Azure Databricks – Transforming Data Frames in Spark


pexels-photo-354939In previous weeks, we’ve looked at Azure Databricks, Azure’s managed Spark cluster service.

We then looked at Resilient Distributed Datasets (RDDs) & Spark SQL / Data Frames.

We wanted to look at some more Data Frames, with a bigger data set, more precisely some transformation techniques.  We often say that most of the leg work in Machine learning in data cleansing.  Similarly we can affirm that the clever & insightful aggregation query performed on a large dataset can only be executed after a considerable amount of work has been done into formatting, filtering & massaging data:  data wrangling.

Here, we’ll look at an interesting dataset, the H-1B Visa Petitions 2011-2016 (from Kaggle) and find some good insights with just a few queries, but also some data wrangling.

It is important to note that about everything in this article isn’t specific to Azure Databricks and would work with any distribution of Apache Spark.

The notebook used for this article is persisted on GitHub (see this article on how to import it in your Workspace).

The Data

From Kaggle:

H-1B is an employment-based, non-immigrant visa category for temporary foreign workers in the United States. For a foreign national to apply for H1-B visa, an US employer must offer a job and petition for H-1B visa with the US immigration department. This is the most common visa status applied for and held by international students once they complete college/ higher education (Masters, PhD) and work in a full-time position.
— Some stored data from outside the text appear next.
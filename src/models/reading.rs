//! 传感器读数模型

use crate::models::Location;
use chrono::{DateTime, Utc};
use serde::{Deserialize, Serialize};

/// 传感器类型
#[derive(Debug, Clone, Copy, PartialEq, Eq, Hash, Serialize, Deserialize)]
#[serde(rename_all = "lowercase")]
pub enum SensorType {
    Temperature,
    Humidity,
    Smoke,
    Co,
}

impl SensorType {
    pub fn as_str(&self) -> &'static str {
        match self {
            SensorType::Temperature => "temperature",
            SensorType::Humidity => "humidity",
            SensorType::Smoke => "smoke",
            SensorType::Co => "co",
        }
    }

    /// 物理有效范围（闭区间）。超出范围的读数视为无效
    pub fn valid_range(&self) -> (f64, f64) {
        match self {
            SensorType::Temperature => (-50.0, 100.0),
            SensorType::Humidity => (0.0, 100.0),
            SensorType::Smoke | SensorType::Co => (0.0, f64::INFINITY),
        }
    }

    /// 累积型传感器：平凡变化的判定基于绝对告警下限而非差值
    pub fn is_accumulative(&self) -> bool {
        matches!(self, SensorType::Smoke | SensorType::Co)
    }
}

impl std::str::FromStr for SensorType {
    type Err = String;

    fn from_str(s: &str) -> Result<Self, Self::Err> {
        match s {
            "temperature" => Ok(SensorType::Temperature),
            "humidity" => Ok(SensorType::Humidity),
            "smoke" => Ok(SensorType::Smoke),
            "co" => Ok(SensorType::Co),
            other => Err(format!("未知的传感器类型: {}", other)),
        }
    }
}

impl std::fmt::Display for SensorType {
    fn fmt(&self, f: &mut std::fmt::Formatter<'_>) -> std::fmt::Result {
        f.write_str(self.as_str())
    }
}

/// 单条传感器数据（进入流水线的最小单元）
///
/// `id` 由 ID 分配器生成；`timestamp` 为设备侧时间，
/// `preprocessed_at` 为预过滤通过时打上的服务器时间。
#[derive(Debug, Clone, Serialize, Deserialize)]
pub struct SensorData {
    pub id: i64,
    pub device_id: String,
    pub sensor_type: SensorType,
    pub value: f64,
    pub unit: String,
    pub timestamp: DateTime<Utc>,
    #[serde(skip_serializing_if = "Option::is_none")]
    pub location: Option<Location>,
    #[serde(skip_serializing_if = "Option::is_none")]
    pub metadata: Option<String>,
    #[serde(skip_serializing_if = "Option::is_none")]
    pub preprocessed_at: Option<DateTime<Utc>>,
}

#[cfg(test)]
mod tests {
    use super::*;

    #[test]
    fn test_sensor_type_serde_roundtrip() {
        let json = serde_json::to_string(&SensorType::Temperature).unwrap();
        assert_eq!(json, "\"temperature\"");

        let parsed: SensorType = serde_json::from_str("\"co\"").unwrap();
        assert_eq!(parsed, SensorType::Co);
    }

    #[test]
    fn test_valid_ranges() {
        assert_eq!(SensorType::Temperature.valid_range(), (-50.0, 100.0));
        assert_eq!(SensorType::Humidity.valid_range(), (0.0, 100.0));
        let (lo, hi) = SensorType::Smoke.valid_range();
        assert_eq!(lo, 0.0);
        assert!(hi.is_infinite());
    }

    #[test]
    fn test_accumulative_classification() {
        assert!(SensorType::Smoke.is_accumulative());
        assert!(SensorType::Co.is_accumulative());
        assert!(!SensorType::Temperature.is_accumulative());
        assert!(!SensorType::Humidity.is_accumulative());
    }
}
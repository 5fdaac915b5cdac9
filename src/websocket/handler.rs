//! WebSocket 路由处理器

use crate::services::SyncService;
use crate::websocket::hub::WsHub;
use crate::websocket::session::WsSession;

use actix_web::{web, Error, HttpRequest, HttpResponse};
use actix_web_actors::ws;
use std::sync::Arc;
use tracing::info;

/// 获取客户端 IP
fn get_client_ip(req: &HttpRequest) -> Option<String> {
    if let Some(forwarded) = req.headers().get("X-Forwarded-For") {
        if let Ok(forwarded_str) = forwarded.to_str() {
            return forwarded_str.split(',').next().map(|s| s.trim().to_string());
        }
    }

    req.peer_addr().map(|addr| addr.ip().to_string())
}

/// WebSocket 连接升级处理器
///
/// 端点: GET /ws/alarms
pub async fn ws_handler(
    req: HttpRequest,
    stream: web::Payload,
    hub: web::Data<Arc<WsHub>>,
    sync_service: web::Data<Arc<SyncService>>,
) -> Result<HttpResponse, Error> {
    let client_ip = get_client_ip(&req);

    info!("仪表盘 WebSocket 连接请求: ip={:?}", client_ip);

    let session = WsSession::new(
        client_ip,
        hub.get_ref().clone(),
        sync_service.get_ref().clone(),
    );

    ws::start(session, &req, stream)
}

/// 配置 WebSocket 路由
pub fn configure(cfg: &mut web::ServiceConfig) {
    cfg.route("/ws/alarms", web::get().to(ws_handler));
}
Kaggle offers data versioning so we didn’t feel we needed to copy the dataset into GitHub.  We used Version 2 of the dataset.

The data set is contained in a single CSV file of 0.5GB.  It has few columns but a large number of rows (3 million):

image

The Challenges

We can notice a couple of cosmetic aspects that warrant some light wrangling:

  • The ID column simply doesn’t have a name in the CSV file
  • The WORKSITE column contains a city and a state with a comma separating them ; this is denormalized data and it can be useful to look at state or city separately (and we will)
  • The FULL_TIME_POSITION has values ‘Y’ and ‘N’ ; it should be a boolean

Wrangling

As in past articles, we use Python SDK.  We make sure our cluster is configured with credentials of the storage account where we copied the data.

Then, we simply point to the file in the storage account.


#  Replace with your container and storage account:  "wasbs://<container>@<storage account>.blob.core.windows.net/"
pathPrefix = "wasbs://hb1-visa@vpldb.blob.core.windows.net/"
path = pathPrefix + "h1b_kaggle.csv"
# Load CSV
df = spark.read.option("header","true").csv(path)

Here we use the spark session to load the data as a Data Frame.  The spark context is used to manipulate RDDs while the session is used for Spark SQL.  Each interface offer different load methods with the Spark Context offering more high level methods.

Here we load the CSV file as a CSV, interpreting its header row and inferring the schema given the data present in each column.

CSV load works well but we want to rework some columns.  For that we’ll flip back to an RDD representation.  To pass from a Data Frame df to its RDD representation we can simply use df.rdd.

That RDD will be an RDD of Row (i.e. strong typed).  A Row is a read-only object which makes it cumbersome to manipulate as we need to repeat each existing column.  An easier way to manipulate it is to use a Python dictionary representation.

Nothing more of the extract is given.